Accumulating evidence suggests that psoriasis may be a genetically determined immunogenic, inflammatory disorder based on an ongoing autoreactive Th-1 response. Systemic immunosuppressive therapy is highly effective but fraught with longterm side effects. Our research therefore focuses on therapeutic strategies that induce local immunosuppression in the skin by topical, transepidermal delivery of immunosuppressive drugs. SDZ 281-240 is a newly developed macrolide of the ascomycin type. It is immunosuppressive by mechanism of action similar to that of FK506 but has no antiproliferative activity against keratinocytes in vitro. To evaluate whether SDZ 281-240 exhibits antipsoriatic activity when applied topically, we tested 15 patients with severe, recalcitrant psoriasis, using a microplaque assay in randomized, double-blind, placebo-controlled study, comparing the therapeutic efficacy of the macrolide with a potent halogenated corticosteroid and vehicle.
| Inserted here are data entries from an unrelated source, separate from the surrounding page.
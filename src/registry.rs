// 📚 Schema Registry
// Canonical metric names, alias resolution, and entity classification

use serde::{Deserialize, Serialize};
use std::collections::{BTreeSet, HashMap};

// ============================================================================
// CANONICAL METRIC
// ============================================================================

/// CanonicalMetric - Result of alias resolution
///
/// `recognized = false` means the raw label did not match any known series.
/// The label is kept (cleaned) rather than dropped, so downstream code can
/// still inspect raw data and decide what to do with it.
#[derive(Debug, Clone, PartialEq, Eq, Serialize, Deserialize)]
pub struct CanonicalMetric {
    pub name: String,
    pub recognized: bool,
}

// ============================================================================
// ENTITY CLASSIFICATION
// ============================================================================

/// EntityClass - What kind of row-block label an entity is
///
/// The normalizer treats entities as opaque strings; classification is a
/// registry concern. Sources mix individual countries with continent rows
/// ("Asia", "Europe") and income-group rows ("High-income countries").
#[derive(Debug, Clone, Copy, PartialEq, Eq, Serialize, Deserialize)]
pub enum EntityClass {
    Country,
    RegionalAggregate,
    IncomeAggregate,
}

impl EntityClass {
    pub fn name(&self) -> &str {
        match self {
            EntityClass::Country => "Country",
            EntityClass::RegionalAggregate => "RegionalAggregate",
            EntityClass::IncomeAggregate => "IncomeAggregate",
        }
    }

    /// Aggregates must be excluded from cross-country rankings and
    /// concentration sums, otherwise "World" dominates every share.
    pub fn is_aggregate(&self) -> bool {
        !matches!(self, EntityClass::Country)
    }
}

// ============================================================================
// METRIC REGISTRY
// ============================================================================

/// MetricRegistry - Pure lookup tables, no side effects
///
/// Maps raw column/row labels (unit suffixes, inconsistent casing and
/// whitespace) to canonical metric names, and knows which canonical metrics
/// each report needs. "Not found" is returned, never thrown - callers decide
/// whether a missing required metric is fatal for their report.
pub struct MetricRegistry {
    aliases: HashMap<String, String>,
    required: HashMap<String, BTreeSet<String>>,
    regional_aggregates: BTreeSet<String>,
    income_aggregates: BTreeSet<String>,
}

impl MetricRegistry {
    pub fn new() -> Self {
        let mut aliases = HashMap::new();

        // Canonical name → accepted raw spellings (after cleaning).
        // Recovered from the OWID export column set and the EIA
        // petroleum-liquids export row labels.
        let table: &[(&str, &[&str])] = &[
            ("coal_consumption", &["coal_consumption", "coal"]),
            ("oil_consumption", &["oil_consumption", "oil"]),
            ("gas_consumption", &["gas_consumption", "natural_gas", "gas"]),
            (
                "fossil_fuel_consumption",
                &["fossil_fuel_consumption", "fossil_fuels", "fossil_total"],
            ),
            (
                "renewables_consumption",
                &["renewables_consumption", "renewables"],
            ),
            (
                "renewables_share_energy",
                &["renewables_share_energy", "renewables_share"],
            ),
            ("solar_share_energy", &["solar_share_energy", "solar"]),
            ("wind_share_energy", &["wind_share_energy", "wind"]),
            ("hydro_share_energy", &["hydro_share_energy", "hydro"]),
            ("biofuel_share_energy", &["biofuel_share_energy", "biofuels"]),
            ("gdp", &["gdp", "gdp_ppp"]),
            ("population", &["population"]),
            ("energy_per_gdp", &["energy_per_gdp", "energy_intensity"]),
            (
                "petroleum_production",
                &[
                    "petroleum_production",
                    "total_petroleum_and_other_liquids",
                    "crude_oil_including_lease_condensate",
                    "crude_oil",
                ],
            ),
            (
                "refined_products_production",
                &["refined_products_production", "refinery_processing_gain"],
            ),
            (
                "natural_gas_liquids_production",
                &["natural_gas_liquids_production", "natural_gas_plant_liquids"],
            ),
        ];

        for (canonical, raws) in table {
            for raw in *raws {
                aliases.insert((*raw).to_string(), (*canonical).to_string());
            }
        }

        let mut required = HashMap::new();
        required.insert(
            "fossil_reduction".to_string(),
            to_set(&["coal_consumption", "oil_consumption", "gas_consumption"]),
        );
        required.insert(
            "gdp_renewables_correlation".to_string(),
            to_set(&["gdp", "renewables_consumption"]),
        );
        required.insert(
            "renewable_diversity".to_string(),
            to_set(&[
                "solar_share_energy",
                "wind_share_energy",
                "hydro_share_energy",
                "biofuel_share_energy",
            ]),
        );
        required.insert(
            "production_concentration".to_string(),
            to_set(&["petroleum_production"]),
        );

        let regional_aggregates = to_set(&[
            "world",
            "asia",
            "europe",
            "africa",
            "north america",
            "south america",
            "oceania",
            "european union",
        ]);
        let income_aggregates = to_set(&[
            "high-income countries",
            "upper-middle-income countries",
            "lower-middle-income countries",
            "low-income countries",
        ]);

        MetricRegistry {
            aliases,
            required,
            regional_aggregates,
            income_aggregates,
        }
    }

    /// Resolve a raw series label to its canonical metric name.
    ///
    /// Cleaning: trim, lowercase, strip a trailing "(...)" unit suffix
    /// (e.g. "Crude oil (Mb/d)"), collapse whitespace runs to `_`.
    /// Unmapped labels come back cleaned with `recognized = false`.
    pub fn canonicalize(&self, raw_label: &str) -> CanonicalMetric {
        let cleaned = clean_label(raw_label);
        match self.aliases.get(&cleaned) {
            Some(canonical) => CanonicalMetric {
                name: canonical.clone(),
                recognized: true,
            },
            None => CanonicalMetric {
                name: cleaned,
                recognized: false,
            },
        }
    }

    /// Required canonical metrics for a report, if the report is known.
    pub fn required_metrics(&self, report_id: &str) -> Option<&BTreeSet<String>> {
        self.required.get(report_id)
    }

    /// Classify an entity label. Unknown labels default to `Country`.
    pub fn classify_entity(&self, entity: &str) -> EntityClass {
        let lower = entity.trim().to_lowercase();
        if self.regional_aggregates.contains(&lower) {
            EntityClass::RegionalAggregate
        } else if self.income_aggregates.contains(&lower) {
            EntityClass::IncomeAggregate
        } else {
            EntityClass::Country
        }
    }
}

impl Default for MetricRegistry {
    fn default() -> Self {
        Self::new()
    }
}

// ============================================================================
// LABEL CLEANING
// ============================================================================

/// Normalize a raw label: trim, lowercase, drop a trailing unit suffix in
/// parentheses, join whitespace runs with `_`.
///
/// A label that is nothing but a parenthesized suffix ("(Mb/d)") keeps it -
/// stripping would leave an empty metric name.
fn clean_label(raw: &str) -> String {
    let mut s = raw.trim().to_lowercase();

    // "crude oil (mb/d)" → "crude oil"
    if s.ends_with(')') {
        if let Some(open) = s.rfind('(') {
            if !s[..open].trim().is_empty() {
                s.truncate(open);
            }
        }
    }

    s.split_whitespace().collect::<Vec<_>>().join("_")
}

fn to_set(items: &[&str]) -> BTreeSet<String> {
    items.iter().map(|s| s.to_string()).collect()
}

// ============================================================================
// TESTS
// ============================================================================

#[cfg(test)]
mod tests {
    use super::*;

    #[test]
    fn test_canonicalize_known_metric() {
        let registry = MetricRegistry::new();
        let m = registry.canonicalize("Coal Consumption");
        assert_eq!(m.name, "coal_consumption");
        assert!(m.recognized);
    }

    #[test]
    fn test_canonicalize_strips_unit_suffix() {
        let registry = MetricRegistry::new();
        let m = registry.canonicalize("  Crude oil (Mb/d) ");
        assert_eq!(m.name, "petroleum_production");
        assert!(m.recognized);
    }

    #[test]
    fn test_canonicalize_collapses_whitespace() {
        let registry = MetricRegistry::new();
        let m = registry.canonicalize("Natural   Gas");
        assert_eq!(m.name, "gas_consumption");
        assert!(m.recognized);
    }

    #[test]
    fn test_canonicalize_unmapped_label_retained() {
        let registry = MetricRegistry::new();
        let m = registry.canonicalize("Hydrogen Imports (TWh)");
        assert_eq!(m.name, "hydrogen_imports");
        assert!(!m.recognized);
    }

    #[test]
    fn test_fully_parenthesized_label_not_emptied() {
        let registry = MetricRegistry::new();
        let m = registry.canonicalize("(Mb/d)");
        assert_eq!(m.name, "(mb/d)");
        assert!(!m.recognized);
    }

    #[test]
    fn test_required_metrics_known_report() {
        let registry = MetricRegistry::new();
        let required = registry.required_metrics("fossil_reduction").unwrap();
        assert!(required.contains("coal_consumption"));
        assert!(required.contains("oil_consumption"));
        assert!(required.contains("gas_consumption"));
    }

    #[test]
    fn test_required_metrics_unknown_report() {
        let registry = MetricRegistry::new();
        assert!(registry.required_metrics("no_such_report").is_none());
    }

    #[test]
    fn test_classify_entity() {
        let registry = MetricRegistry::new();
        assert_eq!(registry.classify_entity("India"), EntityClass::Country);
        assert_eq!(
            registry.classify_entity("World"),
            EntityClass::RegionalAggregate
        );
        assert_eq!(
            registry.classify_entity("High-income countries"),
            EntityClass::IncomeAggregate
        );
        assert!(registry.classify_entity("European Union").is_aggregate());
        assert!(!registry.classify_entity("Germany").is_aggregate());
    }
}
All patients showed a significant improvement of psoriatic lesions treated with two concentrations of the macrolide and, as expected, with the corticosteroid but not with placebo. Both concentrations of the macrolide led to clearing of psoriasis after 10 days of treatment and biopsies confirmed a reversal of the histopathological and immunopathological phenotype of psoriasis to that of normal skin. Thus, an immunosuppressive agent that interferes with early T cell activation can be designed to penetrate into psoriatic lesions when applied topically and to be functionally active within the skin to suppress the ongoing psoriatic process.